Please go through the records below and return every line holding the word "Show".

(Saved entries)
=== Begin Enclosure ===

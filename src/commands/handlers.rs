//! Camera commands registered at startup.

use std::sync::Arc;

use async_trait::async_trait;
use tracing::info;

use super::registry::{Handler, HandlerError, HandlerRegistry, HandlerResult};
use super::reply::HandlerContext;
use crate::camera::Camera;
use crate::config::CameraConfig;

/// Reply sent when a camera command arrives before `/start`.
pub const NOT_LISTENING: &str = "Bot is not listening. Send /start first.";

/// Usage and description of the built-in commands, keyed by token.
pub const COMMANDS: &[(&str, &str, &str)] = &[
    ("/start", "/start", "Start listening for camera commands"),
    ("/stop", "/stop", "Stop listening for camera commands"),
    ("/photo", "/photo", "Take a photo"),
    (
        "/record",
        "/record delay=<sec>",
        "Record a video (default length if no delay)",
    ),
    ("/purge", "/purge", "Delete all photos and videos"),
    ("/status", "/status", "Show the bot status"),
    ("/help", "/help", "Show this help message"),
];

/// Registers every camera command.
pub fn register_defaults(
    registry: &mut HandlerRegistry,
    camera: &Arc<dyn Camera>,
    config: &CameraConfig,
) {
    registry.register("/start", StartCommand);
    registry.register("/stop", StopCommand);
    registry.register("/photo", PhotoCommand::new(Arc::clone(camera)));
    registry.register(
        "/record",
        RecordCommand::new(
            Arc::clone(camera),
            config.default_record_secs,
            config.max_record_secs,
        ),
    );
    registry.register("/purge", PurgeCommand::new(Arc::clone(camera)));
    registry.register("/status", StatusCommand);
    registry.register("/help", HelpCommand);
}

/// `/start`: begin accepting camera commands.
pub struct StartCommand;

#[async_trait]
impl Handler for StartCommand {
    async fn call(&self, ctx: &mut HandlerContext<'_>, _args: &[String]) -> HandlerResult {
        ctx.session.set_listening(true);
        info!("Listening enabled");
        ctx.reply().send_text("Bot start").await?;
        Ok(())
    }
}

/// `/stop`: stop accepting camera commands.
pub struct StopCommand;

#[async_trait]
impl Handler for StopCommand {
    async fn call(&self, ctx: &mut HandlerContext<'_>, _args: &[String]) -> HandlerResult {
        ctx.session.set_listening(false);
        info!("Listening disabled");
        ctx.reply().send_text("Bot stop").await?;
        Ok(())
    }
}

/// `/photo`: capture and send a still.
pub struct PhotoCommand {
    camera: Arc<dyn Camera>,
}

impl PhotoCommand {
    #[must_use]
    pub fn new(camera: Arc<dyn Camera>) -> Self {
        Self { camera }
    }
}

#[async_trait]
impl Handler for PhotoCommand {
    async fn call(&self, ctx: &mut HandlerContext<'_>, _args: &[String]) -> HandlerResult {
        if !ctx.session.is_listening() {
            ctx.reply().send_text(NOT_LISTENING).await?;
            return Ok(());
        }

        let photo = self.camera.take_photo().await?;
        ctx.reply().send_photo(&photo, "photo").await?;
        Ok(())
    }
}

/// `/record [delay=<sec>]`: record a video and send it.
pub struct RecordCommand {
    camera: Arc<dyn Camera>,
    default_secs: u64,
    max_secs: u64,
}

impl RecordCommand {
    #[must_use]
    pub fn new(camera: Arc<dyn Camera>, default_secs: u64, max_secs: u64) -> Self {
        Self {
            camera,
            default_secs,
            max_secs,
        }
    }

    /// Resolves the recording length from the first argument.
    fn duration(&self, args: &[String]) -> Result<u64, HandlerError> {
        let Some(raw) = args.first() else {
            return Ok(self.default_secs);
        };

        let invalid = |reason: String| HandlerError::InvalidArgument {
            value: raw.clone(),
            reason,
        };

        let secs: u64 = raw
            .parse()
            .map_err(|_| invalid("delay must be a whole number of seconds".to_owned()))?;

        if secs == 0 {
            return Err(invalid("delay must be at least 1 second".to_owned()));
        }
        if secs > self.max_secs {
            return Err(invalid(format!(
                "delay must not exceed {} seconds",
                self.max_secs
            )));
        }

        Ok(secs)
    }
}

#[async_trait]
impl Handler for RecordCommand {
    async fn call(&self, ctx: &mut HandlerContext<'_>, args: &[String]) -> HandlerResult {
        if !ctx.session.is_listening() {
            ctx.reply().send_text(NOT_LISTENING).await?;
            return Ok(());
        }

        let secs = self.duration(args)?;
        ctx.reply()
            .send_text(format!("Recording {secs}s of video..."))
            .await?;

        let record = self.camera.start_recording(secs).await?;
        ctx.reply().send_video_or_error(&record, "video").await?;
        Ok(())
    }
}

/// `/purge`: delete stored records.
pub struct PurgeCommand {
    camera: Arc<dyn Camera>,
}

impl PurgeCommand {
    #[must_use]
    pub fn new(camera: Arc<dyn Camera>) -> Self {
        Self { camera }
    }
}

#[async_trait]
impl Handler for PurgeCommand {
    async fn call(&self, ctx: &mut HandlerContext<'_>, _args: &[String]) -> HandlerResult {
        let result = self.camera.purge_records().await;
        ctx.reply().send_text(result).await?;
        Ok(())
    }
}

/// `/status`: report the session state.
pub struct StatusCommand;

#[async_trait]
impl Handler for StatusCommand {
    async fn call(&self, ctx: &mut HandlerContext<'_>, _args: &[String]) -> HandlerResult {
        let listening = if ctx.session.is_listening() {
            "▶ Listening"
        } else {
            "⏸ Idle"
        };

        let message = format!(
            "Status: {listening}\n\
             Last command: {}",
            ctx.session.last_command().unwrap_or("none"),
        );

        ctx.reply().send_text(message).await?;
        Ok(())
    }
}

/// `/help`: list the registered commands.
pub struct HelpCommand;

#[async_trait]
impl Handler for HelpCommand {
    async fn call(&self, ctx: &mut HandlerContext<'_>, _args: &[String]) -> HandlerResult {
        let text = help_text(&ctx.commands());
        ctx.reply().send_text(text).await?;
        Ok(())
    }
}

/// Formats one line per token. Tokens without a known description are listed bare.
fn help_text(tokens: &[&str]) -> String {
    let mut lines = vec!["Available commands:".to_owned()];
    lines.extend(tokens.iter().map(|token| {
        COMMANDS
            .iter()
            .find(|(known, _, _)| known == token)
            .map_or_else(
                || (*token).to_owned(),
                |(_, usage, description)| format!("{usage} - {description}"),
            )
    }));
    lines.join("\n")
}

=== End Enclosure ===

» ANSWER TO THE EXERCISE:
    ("/status", "/status", "Show the bot status"),
    ("/help", "/help", "Show this help message"),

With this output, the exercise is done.